**Excerpts from a dataset**:
//! End-to-end tests: compile resource documents through the driver and
//! verify the descriptor forest, the generated source, and the staleness
//! behavior.

use std::fs;
use std::path::PathBuf;
use std::thread::sleep;
use std::time::Duration;

use tempfile::TempDir;

use restive_gen::driver;
use restive_gen::errors::CompilerError;
use restive_gen::resolver::TypeRegistry;

const WIDGET_DOC: &str = r#"{
    "name": "widget",
    "namespace": "com.example.widgets",
    "path": "/widgets",
    "schema": "com.example.widgets.Widget",
    "doc": "Widgets addressable by integer key.",
    "collection": {
        "identifier": {"name": "widgetId", "type": "long"},
        "supports": ["get", "create"],
        "finders": [{
            "name": "byOwner",
            "doc": "Finds widgets owned by one owner.",
            "parameters": [{"name": "owner", "type": "string"}]
        }],
        "entity": {"path": "/widgets/{widgetId}"}
    }
}"#;

const SHAPELESS_DOC: &str = r#"{
    "name": "mystery",
    "path": "/mystery"
}"#;

fn write_doc(dir: &TempDir, name: &str, contents: &str) -> PathBuf {
    let path = dir.path().join(name);
    fs::write(&path, contents).unwrap();
    path
}

/// The specified end-to-end scenario: a collection named `widget` with a
/// simple integer key, GET and CREATE, and one finder `byOwner` with a
/// required string parameter compiles to exactly one facade with three
/// factory operations and no others.
#[test]
fn widget_scenario_compiles_to_exact_operations() {
    let dir = TempDir::new().unwrap();
    let source = write_doc(&dir, "widget.restspec.json", WIDGET_DOC);
    let out = dir.path().join("out");

    let registry = TypeRegistry::new();
    let result = driver::run(&[source], &out, &registry, false).unwrap();

    assert!(result.diagnostics.is_empty());
    assert_eq!(result.facades.len(), 1);

    let facade = &result.facades[0];
    assert_eq!(facade.type_name, "WidgetBuilders");

    let factories: Vec<&str> = facade
        .builders
        .iter()
        .map(|b| b.factory_method.as_str())
        .collect();
    assert_eq!(factories, vec!["get", "create", "findByOwner"]);

    for builder in &facade.builders {
        assert_eq!(builder.key_type.full_path(), "i64");
    }

    let finder = facade.builder("findByOwner").unwrap();
    assert_eq!(finder.type_name, "WidgetFindByOwnerBuilder");
    assert_eq!(finder.query_params.len(), 1);
    let owner = &finder.query_params[0];
    assert_eq!(owner.method_name, "ownerParam");
    assert_eq!(owner.ty.full_path(), "String");
    assert!(!owner.optional);
}

#[test]
fn widget_scenario_renders_expected_source() {
    let dir = TempDir::new().unwrap();
    let source = write_doc(&dir, "widget.restspec.json", WIDGET_DOC);
    let out = dir.path().join("out");

    let registry = TypeRegistry::new();
    let result = driver::run(&[source], &out, &registry, false).unwrap();

    assert_eq!(result.target_files, vec![out.join("widget.rs")]);
    let code = fs::read_to_string(&result.target_files[0]).unwrap();

    assert!(code.contains("pub struct WidgetBuilders"));
    assert!(code.contains("pub fn get(&self) -> WidgetGetBuilder"));
    assert!(code.contains("pub fn create(&self) -> WidgetCreateBuilder"));
    assert!(code.contains("pub fn find_by_owner(&self) -> WidgetFindByOwnerBuilder"));
    assert!(code.contains("restive_client::GetRequestBuilder<i64, com::example::widgets::Widget>"));
    assert!(code.contains("pub fn owner_param(mut self, value: String) -> Self"));
    assert!(code.contains("req_param(\"owner\", value)"));
    // Docs flow through to the rendered source.
    assert!(code.contains("Finds widgets owned by one owner."));
}

/// A shapeless resource produces exactly one diagnostic naming it, and
/// sibling documents in the same batch still compile.
#[test]
fn shapeless_resource_fails_alone_in_batch() {
    let dir = TempDir::new().unwrap();
    write_doc(&dir, "a_mystery.restspec.json", SHAPELESS_DOC);
    write_doc(&dir, "widget.restspec.json", WIDGET_DOC);
    let out = dir.path().join("out");

    let registry = TypeRegistry::new();
    let result = driver::run(
        &[dir.path().to_path_buf()],
        &out,
        &registry,
        false,
    )
    .unwrap();

    assert_eq!(result.diagnostics.len(), 1);
    let diagnostic = &result.diagnostics[0];
    assert!(diagnostic.message.contains("unsupported resource shape"));
    assert!(diagnostic.message.contains("mystery"));

    assert_eq!(result.facades.len(), 1);
    assert_eq!(result.facades[0].resource_name, "widget");
}

#[test]
fn sole_failing_input_is_an_error() {
    let dir = TempDir::new().unwrap();
    let source = write_doc(&dir, "mystery.restspec.json", SHAPELESS_DOC);
    let out = dir.path().join("out");

    let registry = TypeRegistry::new();
    match driver::run(&[source], &out, &registry, false) {
        Err(CompilerError::SoleInputFailed { message, .. }) => {
            assert!(message.contains("mystery"));
        }
        other => panic!("Expected SoleInputFailed, got: {:?}", other),
    }
}

#[test]
fn malformed_json_is_a_parse_diagnostic() {
    let dir = TempDir::new().unwrap();
    write_doc(&dir, "broken.restspec.json", "{ not json");
    write_doc(&dir, "widget.restspec.json", WIDGET_DOC);
    let out = dir.path().join("out");

    let registry = TypeRegistry::new();
    let result = driver::run(
        &[dir.path().to_path_buf()],
        &out,
        &registry,
        false,
    )
    .unwrap();

    assert_eq!(result.diagnostics.len(), 1);
    assert!(result.diagnostics[0].message.contains("failed to parse"));
    assert!(result.diagnostics[0].path.contains("broken.restspec.json"));
    assert_eq!(result.facades.len(), 1);
}

/// Compiling the same input twice yields descriptor-equal output, and
/// the second run sees the targets as up to date.
#[test]
fn recompilation_is_idempotent_and_skips_emission() {
    let dir = TempDir::new().unwrap();
    let source = write_doc(&dir, "widget.restspec.json", WIDGET_DOC);
    let out = dir.path().join("out");

    let registry = TypeRegistry::new();
    let first = driver::run(&[source.clone()], &out, &registry, false).unwrap();
    assert_eq!(first.modified_files.len(), 1);

    let second = driver::run(&[source], &out, &registry, false).unwrap();
    assert!(second.modified_files.is_empty());
    assert_eq!(first.facades, second.facades);
    assert_eq!(first.target_files, second.target_files);
}

#[test]
fn touched_input_triggers_regeneration() {
    let dir = TempDir::new().unwrap();
    let source = write_doc(&dir, "widget.restspec.json", WIDGET_DOC);
    let out = dir.path().join("out");

    let registry = TypeRegistry::new();
    driver::run(&[source.clone()], &out, &registry, false).unwrap();

    sleep(Duration::from_millis(30));
    fs::write(&source, WIDGET_DOC).unwrap();

    let rerun = driver::run(&[source], &out, &registry, false).unwrap();
    assert_eq!(rerun.modified_files.len(), 1);
}

#[test]
fn dry_run_renders_without_writing() {
    let dir = TempDir::new().unwrap();
    let source = write_doc(&dir, "widget.restspec.json", WIDGET_DOC);
    let out = dir.path().join("out");

    let registry = TypeRegistry::new();
    let result = driver::run(&[source], &out, &registry, true).unwrap();

    assert_eq!(result.modified_files.len(), 1);
    assert!(!out.join("widget.rs").exists());
}

#[test]
fn directory_discovery_ignores_other_extensions() {
    let dir = TempDir::new().unwrap();
    write_doc(&dir, "widget.restspec.json", WIDGET_DOC);
    write_doc(&dir, "notes.txt", "not a resource");
    write_doc(&dir, "other.json", "{}");
    let out = dir.path().join("out");

    let registry = TypeRegistry::new();
    let result = driver::run(
        &[dir.path().to_path_buf()],
        &out,
        &registry,
        false,
    )
    .unwrap();

    assert_eq!(result.source_files.len(), 1);
    assert!(result.diagnostics.is_empty());
}

#[test]
fn missing_source_path_is_an_error() {
    let registry = TypeRegistry::new();
    let missing = PathBuf::from("/no/such/path.restspec.json");

    match driver::run(&[missing], &PathBuf::from("/tmp/out"), &registry, true) {
        Err(CompilerError::SourceNotFound(path)) => {
            assert!(path.contains("no/such/path"));
        }
        other => panic!("Expected SourceNotFound, got: {:?}", other),
    }
}

#[test]
fn duplicate_resource_across_files_is_a_diagnostic() {
    let dir = TempDir::new().unwrap();
    write_doc(&dir, "a_widget.restspec.json", WIDGET_DOC);
    write_doc(&dir, "b_widget.restspec.json", WIDGET_DOC);
    let out = dir.path().join("out");

    let registry = TypeRegistry::new();
    let result = driver::run(
        &[dir.path().to_path_buf()],
        &out,
        &registry,
        false,
    )
    .unwrap();

    assert_eq!(result.facades.len(), 1);
    assert_eq!(result.diagnostics.len(), 1);
    assert!(result.diagnostics[0].message.contains("duplicate resource 'widget'"));
}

**ABOUT THIS TASK**: Search the records for the word "WidgetBuilders" and copy every line where it occurs.

**YOUR RESPONSE**:
    assert_eq!(facade.type_name, "WidgetBuilders");
    assert!(code.contains("pub struct WidgetBuilders"));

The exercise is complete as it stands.